The bill, which is expected to go before the House for a vote next week, is intended to protect the American taxpayer, said Aaron Lewis, a spokesman for Rohrabacher, the congressman sponsoring the bill.
"The bottom line is the United States can't afford to remain the HMO for the world. It has to look to the needs of legal residents first and foremost and the Congress needs to protect the interests of its citizens and taxpayers," he said.

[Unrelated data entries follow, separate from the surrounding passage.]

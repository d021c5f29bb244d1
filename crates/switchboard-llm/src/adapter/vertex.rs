//! Anthropic models hosted on Google Vertex AI
//!
//! Authentication uses a service account: a signed JWT is exchanged for an
//! OAuth access token, which is then sent as a bearer token to `rawPredict`.

use async_trait::async_trait;
use jsonwebtoken::{Algorithm, EncodingKey, Header, encode};
use secrecy::{ExposeSecret, SecretString};
use serde::{Deserialize, Serialize};
use switchboard_config::Credentials;
use tokio_util::sync::CancellationToken;

use super::{Adapter, AdapterContext};
use crate::convert::anthropic::{self as convert, AnthropicDecoder};
use crate::error::LlmError;
use crate::protocol::anthropic::{AnthropicRequest, AnthropicResponse};
use crate::stream::{ChunkStream, sse_events};
use crate::types::{ChatRequest, ChatResponse};

/// Required keys
pub const REQUIRED_KEYS: &[&str] = &[
    "VERTEX_ANTROPIC_GOOGLE_SA_CLIENT_EMAIL",
    "VERTEX_ANTROPIC_GOOGLE_SA_PRIVATE_KEY",
    "VERTEX_ANTROPIC_REGION",
    "VERTEX_ANTROPIC_PROJECTID",
];

/// Optional keys
pub const OPTIONAL_KEYS: &[&str] = &["VERTEX_ANTROPIC_BASE_URL", "VERTEX_ANTROPIC_TOKEN_URL"];

const DEFAULT_TOKEN_URL: &str = "https://oauth2.googleapis.com/token";
const SCOPE: &str = "https://www.googleapis.com/auth/cloud-platform";
const JWT_BEARER_GRANT: &str = "urn:ietf:params:oauth:grant-type:jwt-bearer";
const TOKEN_LIFETIME_SECS: u64 = 3600;

/// Messages API version expected by Vertex
const VERTEX_VERSION: &str = "vertex-2023-10-16";

const MODELS: &[&str] = &[
    "claude-opus-4@20250514",
    "claude-sonnet-4@20250514",
    "claude-3-7-sonnet@20250219",
    "claude-3-5-sonnet-v2@20241022",
    "claude-3-5-haiku@20241022",
    "claude-3-5-sonnet@20240620",
    "claude-3-haiku@20240307",
    "claude-3-opus@20240229",
    "claude-3-sonnet@20240229",
];

#[derive(Debug, Serialize)]
struct Claims<'a> {
    iss: &'a str,
    scope: &'a str,
    aud: &'a str,
    iat: u64,
    exp: u64,
}

#[derive(Debug, Deserialize)]
struct TokenResponse {
    access_token: String,
}

/// Vertex AI `rawPredict` adapter for Claude models
pub struct VertexAnthropicAdapter {
    context: AdapterContext,
    client_email: String,
    signing_key: EncodingKey,
    token_url: String,
    publisher_url: String,
    models: Vec<String>,
}

impl std::fmt::Debug for VertexAnthropicAdapter {
    fn fmt(&self, f: &mut std::fmt::Formatter<'_>) -> std::fmt::Result {
        f.debug_struct("VertexAnthropicAdapter")
            .field("client_email", &self.client_email)
            .field("publisher_url", &self.publisher_url)
            .finish_non_exhaustive()
    }
}

impl VertexAnthropicAdapter {
    /// Build from credentials
    ///
    /// The private key may carry escaped `\n` sequences, as is common when a
    /// PEM block is stored in a single environment variable.
    pub fn new(credentials: &Credentials, context: &AdapterContext) -> anyhow::Result<Self> {
        let client_email = super::require(credentials, "VERTEX_ANTROPIC_GOOGLE_SA_CLIENT_EMAIL")?.to_owned();
        let pem = super::require(credentials, "VERTEX_ANTROPIC_GOOGLE_SA_PRIVATE_KEY")?.replace("\\n", "\n");
        let region = super::require(credentials, "VERTEX_ANTROPIC_REGION")?;
        let project = super::require(credentials, "VERTEX_ANTROPIC_PROJECTID")?;

        let signing_key = EncodingKey::from_rsa_pem(pem.as_bytes())
            .map_err(|e| anyhow::anyhow!("invalid VERTEX_ANTROPIC_GOOGLE_SA_PRIVATE_KEY: {e}"))?;

        let default_base = format!("https://{region}-aiplatform.googleapis.com/v1");
        let base = super::base_url(credentials, "VERTEX_ANTROPIC_BASE_URL", &default_base)?;
        let publisher_url = super::endpoint(
            &base,
            &format!("projects/{project}/locations/{region}/publishers/anthropic/models"),
        );

        Ok(Self {
            context: context.clone(),
            client_email,
            signing_key,
            token_url: credentials
                .get("VERTEX_ANTROPIC_TOKEN_URL")
                .unwrap_or(DEFAULT_TOKEN_URL)
                .to_owned(),
            publisher_url,
            models: super::model_ids(MODELS),
        })
    }

    fn predict_url(&self, model: &str, stream: bool) -> String {
        let method = if stream { "streamRawPredict" } else { "rawPredict" };
        format!("{}/{model}:{method}", self.publisher_url)
    }

    fn assertion(&self) -> Result<String, LlmError> {
        let iat = crate::types::unix_now();
        let claims = Claims {
            iss: &self.client_email,
            scope: SCOPE,
            aud: &self.token_url,
            iat,
            exp: iat + TOKEN_LIFETIME_SECS,
        };

        encode(&Header::new(Algorithm::RS256), &claims, &self.signing_key)
            .map_err(|e| LlmError::Internal(anyhow::anyhow!("failed to sign service account JWT: {e}")))
    }

    /// Exchange a freshly signed JWT for an access token
    async fn access_token(&self) -> Result<SecretString, LlmError> {
        let assertion = self.assertion()?;
        let form = [("grant_type", JWT_BEARER_GRANT), ("assertion", assertion.as_str())];

        let response = super::send("vertex-anthropic", self.context.client.post(&self.token_url).form(&form)).await?;
        let token: TokenResponse = super::read_json("vertex-anthropic", response).await?;

        Ok(SecretString::from(token.access_token))
    }

    async fn post(&self, model: &str, body: &AnthropicRequest) -> Result<reqwest::Response, LlmError> {
        let token = self.access_token().await?;
        let request = self
            .context
            .client
            .post(self.predict_url(model, body.stream))
            .bearer_auth(token.expose_secret())
            .json(body);

        super::send("vertex-anthropic", request).await
    }

    async fn build_request(&self, req: &ChatRequest, stream: bool) -> Result<AnthropicRequest, LlmError> {
        let mut body = super::anthropic::build_request(&self.context, req, None, stream).await?;
        body.anthropic_version = Some(VERTEX_VERSION);
        Ok(body)
    }
}

#[async_trait]
impl Adapter for VertexAnthropicAdapter {
    fn name(&self) -> &str {
        "vertex-anthropic"
    }

    fn required_keys(&self) -> &'static [&'static str] {
        REQUIRED_KEYS
    }

    fn models(&self) -> &[String] {
        &self.models
    }

    async fn invoke(&self, request: &ChatRequest) -> Result<ChatResponse, LlmError> {
        let body = self.build_request(request, false).await?;

        tracing::debug!(vendor = "vertex-anthropic", model = %request.model, "sending rawPredict request");
        let response = self.post(&request.model, &body).await?;
        let response: AnthropicResponse = super::read_json("vertex-anthropic", response).await?;

        convert::response(response, &request.model)
    }

    async fn stream(&self, request: &ChatRequest, cancel: CancellationToken) -> Result<ChunkStream, LlmError> {
        let body = self.build_request(request, true).await?;

        tracing::debug!(vendor = "vertex-anthropic", model = %request.model, "opening streamRawPredict stream");
        let response = self.post(&request.model, &body).await?;

        Ok(super::chunk_stream(
            sse_events(response, AnthropicDecoder::new()),
            request,
            cancel,
            &self.context,
        ))
    }
}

Lewis said health care professionals already collect and report to authorities evidence in cases that include domestic violence, child abuse and those involving gunshot wounds.
Republican Rep. Jim Kolbe said Rohrabacher's effort to make medical staffers part of the law enforcement team is the wrong approach to solving a significant problem facing Southern Arizona.
"Hospitals are already overburdened and all this does is make them do more paperwork in order to get reimbursed. The fact is they don't get reimbursed anyway," Kolbe said. The Arizona congressman said he doesn't expect Rohrabacher's bill will gain house approval.
Rep. Raúl Grijalva, D-Ariz., said Rohrabacher's bill, which also requires hospitals to collect information on the individual's employer and holds the employer responsible for the cost of care, is mean-spirited.
University Medical Center expects to see $10 million to $12 million in unpaid care for non-U.S. citizens this year, nearly 75 percent of whom are in the country legally. The hospital is lucky to collect even 1 percent of that amount, said Gregory Pivirotto, president and chief executive officer of the hospital.
UMC already turns the names of nonpayers over to immigration officials, but that doesn't happen for seven days after treatment. Rohrabacher's legislation requires hospitals to assess the immigration status of patients and gather identifying information, like fingerprints and photographs, as they're treated.